● WHAT YOU ARE ASKED TO DO: Set down exactly the first line of the entries and every line after it, through the line with "process stays completed.".

Records from a dataset:
·····

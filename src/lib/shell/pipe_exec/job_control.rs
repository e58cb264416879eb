use super::super::{
    io::Io,
    job::{Job, JobFlags, JobState},
    process::Process,
    reaper::Timeout,
    send_signal,
    status::ProcStatus,
    terminal, Shell,
};
use nix::{
    errno::Errno,
    poll::{poll, PollFd, PollFlags},
    sys::signal::{self, Signal},
    unistd::Pid,
};
use smallvec::SmallVec;
use std::{sync::atomic::Ordering, time::Duration};

/// How long a foreground wait sleeps between looks at buffers and in-process stages.
const POLL_INTERVAL_MS: i32 = 10;

/// The longest a foreground wait blocks on the reaper before looking for an exit request.
const EXIT_CHECK_MS: u64 = 100;

/// The outcome of waiting for output on a job's buffers.
#[derive(Clone, Copy, Debug, PartialEq, Eq)]
pub(crate) enum Readiness {
    Ready,
    Timeout,
    NoBuffers,
}

/// Waits briefly for any of the job's buffers to become readable.
pub(crate) fn select_try(job: &Job) -> Readiness {
    let mut fds: SmallVec<[PollFd; 4]> = job
        .all_io()
        .filter_map(|io| match io {
            Io::Buffer(buffer) => Some(PollFd::new(buffer.read_fd(), PollFlags::POLLIN)),
            _ => None,
        })
        .collect();

    if fds.is_empty() {
        return Readiness::NoBuffers;
    }

    match poll(&mut fds, POLL_INTERVAL_MS) {
        Ok(0) | Err(Errno::EINTR) => Readiness::Timeout,
        Ok(_) => Readiness::Ready,
        Err(why) => {
            log::debug!("polling buffers of job {} failed: {}", job.id(), why);
            Readiness::Timeout
        }
    }
}

/// Pulls whatever the job's buffers have available into memory.
fn read_try(job: &mut Job) {
    for buffer in job.block_io_mut().buffers_mut() {
        buffer.read_available();
    }
    for process in &mut job.processes {
        for buffer in process.io.buffers_mut() {
            buffer.read_available();
        }
    }
}

/// Records a status from the OS against `process`. A completed process stays completed.
fn mark_process_status(process: &mut Process, status: ProcStatus) {
    if process.completed {
        return;
    }

    if status.stopped() {
        process.stopped = true;
        process.status = status;
    } else if status.exited() || status.signaled() {
        process.complete_with(status);
    } else if status.continued() {
        process.stopped = false;
    } else {
        // Should never be reached, but a process that cannot be accounted for must not be
        // waited on again.
        eprintln!("jobsh: Process {} exited abnormally", process.pid().map_or(0, Pid::as_raw));
        process.complete_with(status);
    }
}

impl<'a> Shell<'a> {
    /// Continues the job with `id`, resuming it from a stop if `resume` is set. A foreground
    /// job is waited on until it stops, finishes, or the shell is asked to exit; a background
    /// job is left running. Returns where the job ended up, or `None` if there is no such job.
    pub fn continue_job(&mut self, id: u32, resume: bool) -> Option<JobState> {
        let id = self.job(id)?.id();
        self.promote(id);

        let job = self.job_mut(id)?;
        job.set_flag(JobFlags::NOTIFIED, false);
        let foreground = job.get_flag(JobFlags::FOREGROUND);
        let wants_terminal =
            foreground && job.get_flag(JobFlags::TERMINAL) && job.pgid().is_some();

        if !job.is_completed() {
            let index = self.job_index(id)?;
            if wants_terminal {
                // Programs given the terminal expect blocking reads.
                if let Err(why) = sys::set_nonblocking(sys::STDIN_FILENO, false) {
                    log::debug!("could not make stdin blocking: {}", why);
                }
            }
            if wants_terminal && !terminal::give_to_job(&*self.terminal, &self.jobs[index], resume) {
                return Some(self.jobs[index].state());
            }

            let mut resumed = true;
            if resume {
                let job = self.job_mut(id)?;
                for process in job.processes.iter_mut() {
                    process.stopped = false;
                }
                if !send_signal(job, Signal::SIGCONT) {
                    log::warn!("could not resume job {} ('{}')", job.id(), job.command());
                    resumed = false;
                }
            }

            if foreground && resumed {
                self.wait_foreground(id);
            }
        }

        if foreground {
            self.finish_foreground(id, wants_terminal);
        }

        self.job(id).map(Job::state)
    }

    fn wait_foreground(&mut self, id: u32) {
        self.sanity_check();
        self.process_mark_finished_children(false);

        loop {
            let readiness = match self.job(id) {
                Some(job) if !job.is_stopped() && !job.is_completed() => select_try(job),
                _ => break,
            };

            if self.exit_requested() {
                break;
            }

            match readiness {
                Readiness::Ready => {
                    if let Some(job) = self.job_mut(id) {
                        read_try(job);
                    }
                    self.process_mark_finished_children(false);
                }
                Readiness::Timeout => self.process_mark_finished_children(false),
                Readiness::NoBuffers => self.process_mark_finished_children(true),
            }
        }
    }

    /// Settles the shell's state once a foreground job has stopped or finished.
    fn finish_foreground(&mut self, id: u32, wants_terminal: bool) {
        let job = match self.job_mut(id) {
            Some(job) => job,
            None => return,
        };

        if job.is_completed() {
            read_try(job);
            if let Some(last) = job.processes().last() {
                let mut status = last.status().as_status();
                if job.get_flag(JobFlags::NEGATE) {
                    status.toggle();
                }
                self.set_previous_status(status);
            }
        }

        if wants_terminal {
            if let Some(index) = self.job_index(id) {
                terminal::return_to_shell(&*self.terminal, &mut self.jobs[index]);
            }
        }
    }

    /// Collects every status that has arrived for processes of known jobs, and records it.
    /// With `block` set, waits until at least one arrives or an interval passes: a short one
    /// while in-process stages are running, otherwise one short enough to notice an exit
    /// request in time.
    pub(crate) fn process_mark_finished_children(&mut self, block: bool) {
        self.mark_internal_exits();

        let wanted: SmallVec<[Pid; 16]> = self.jobs.iter().flat_map(Job::pending_pids).collect();
        let internal = self.jobs.iter().any(Job::has_pending_internal);
        if wanted.is_empty() && !(block && internal) {
            return;
        }

        let mut timeout = match (block, internal) {
            (false, _) => Timeout::Poll,
            (true, false) => Timeout::After(Duration::from_millis(EXIT_CHECK_MS)),
            (true, true) => Timeout::After(Duration::from_millis(POLL_INTERVAL_MS as u64)),
        };

        while let Some((pid, status)) = self.reaper.acquire(|pid| wanted.contains(&pid), timeout) {
            self.handle_child_status(pid, status);
            timeout = Timeout::Poll;
        }

        self.mark_internal_exits();
    }

    fn mark_internal_exits(&mut self) {
        for process in self.jobs.iter_mut().flat_map(|job| job.processes.iter_mut()) {
            if process.completed {
                continue;
            }
            let status = process.internal().filter(|proc| proc.exited()).map(|proc| proc.status());
            if let Some(status) = status {
                process.complete_with(status);
            }
        }
    }

    /// Applies a status reported by the OS to the process it belongs to. A stage that finished
    /// sends SIGPIPE to the stage feeding it, if that one is still running, so that it does not
    /// write into a pipe nobody reads. A foreground process killed by an interrupt cancels
    /// whatever the interactive shell was running; a non-interactive shell dies of it too.
    pub(crate) fn handle_child_status(&mut self, pid: Pid, status: ProcStatus) {
        let mut foreground = false;
        let mut found = false;

        for job in self.jobs.iter_mut() {
            let index = match job.processes.iter().position(|p| p.pid() == Some(pid)) {
                Some(index) => index,
                None => continue,
            };

            mark_process_status(&mut job.processes[index], status);
            if job.processes[index].completed && index > 0 {
                let upstream = &job.processes[index - 1];
                if let Some(upstream_pid) = upstream.pid().filter(|_| !upstream.completed) {
                    let _ = signal::kill(upstream_pid, Signal::SIGPIPE);
                }
            }

            foreground = job.get_flag(JobFlags::FOREGROUND);
            found = true;
            break;
        }

        if !found {
            log::debug!("status {:?} for unknown child {}", status, pid);
            return;
        }

        match status.signal() {
            Some(sig @ Signal::SIGINT) | Some(sig @ Signal::SIGQUIT) => {
                if !self.opts.interactive {
                    sys::signals::reraise(sig);
                } else if foreground {
                    self.cancelled.store(true, Ordering::SeqCst);
                }
            }
            _ => (),
        }
    }
}
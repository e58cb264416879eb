use std::{
    env,
    fs::{self, File},
    io::{self, Write},
    path::Path,
    process::Command,
};

fn main() {
    match write_version_file() {
        Ok(_) => {}
        Err(e) => panic!("Failed to create a version file: {:?}", e),
    }
}

fn write_version_file() -> io::Result<()> {
    let version = env::var("CARGO_PKG_VERSION").unwrap();
    let target = env::var("TARGET").unwrap();
    let version_fname = Path::new(&env::var("OUT_DIR").unwrap()).join("version_string");
    let mut version_file = File::create(&version_fname)?;
    write!(
        &mut version_file,
        "r#\"jobsh {} ({})\nrev {}\"#",
        version,
        target,
        get_git_rev().trim()
    )?;
    Ok(())
}

fn get_git_rev() -> String {
    Command::new("git")
        .args(&["rev-parse", "HEAD"])
        .output()
        .ok()
        .filter(|out| out.status.success())
        .and_then(|out| String::from_utf8(out.stdout).ok())
        .or_else(git_rev_from_file)
        .unwrap_or_else(|| "unknown".to_owned())
}

fn git_rev_from_file() -> Option<String> {
    let git_file = Path::new(&env::var("CARGO_MANIFEST_DIR").ok()?)
        .join(".git")
        .join("refs")
        .join("heads")
        .join("master");
    fs::read_to_string(git_file).ok()
}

·····

● RESULT BELOW:
filename src/lib/shell/pipe_exec/job_control.rs
repository e58cb264416879eb
use super::super::{
    io::Io,
    job::{Job, JobFlags, JobState},
    process::Process,
    reaper::Timeout,
    send_signal,
    status::ProcStatus,
    terminal, Shell,
};
use nix::{
    errno::Errno,
    poll::{poll, PollFd, PollFlags},
    sys::signal::{self, Signal},
    unistd::Pid,
};
use smallvec::SmallVec;
use std::{sync::atomic::Ordering, time::Duration};

/// How long a foreground wait sleeps between looks at buffers and in-process stages.
const POLL_INTERVAL_MS: i32 = 10;

/// The longest a foreground wait blocks on the reaper before looking for an exit request.
const EXIT_CHECK_MS: u64 = 100;

/// The outcome of waiting for output on a job's buffers.
#[derive(Clone, Copy, Debug, PartialEq, Eq)]
pub(crate) enum Readiness {
    Ready,
    Timeout,
    NoBuffers,
}

/// Waits briefly for any of the job's buffers to become readable.
pub(crate) fn select_try(job: &Job) -> Readiness {
    let mut fds: SmallVec<[PollFd; 4]> = job
        .all_io()
        .filter_map(|io| match io {
            Io::Buffer(buffer) => Some(PollFd::new(buffer.read_fd(), PollFlags::POLLIN)),
            _ => None,
        })
        .collect();

    if fds.is_empty() {
        return Readiness::NoBuffers;
    }

    match poll(&mut fds, POLL_INTERVAL_MS) {
        Ok(0) | Err(Errno::EINTR) => Readiness::Timeout,
        Ok(_) => Readiness::Ready,
        Err(why) => {
            log::debug!("polling buffers of job {} failed: {}", job.id(), why);
            Readiness::Timeout
        }
    }
}

/// Pulls whatever the job's buffers have available into memory.
fn read_try(job: &mut Job) {
    for buffer in job.block_io_mut().buffers_mut() {
        buffer.read_available();
    }
    for process in &mut job.processes {
        for buffer in process.io.buffers_mut() {
            buffer.read_available();
        }
    }
}

/// Records a status from the OS against `process`. A completed process stays completed.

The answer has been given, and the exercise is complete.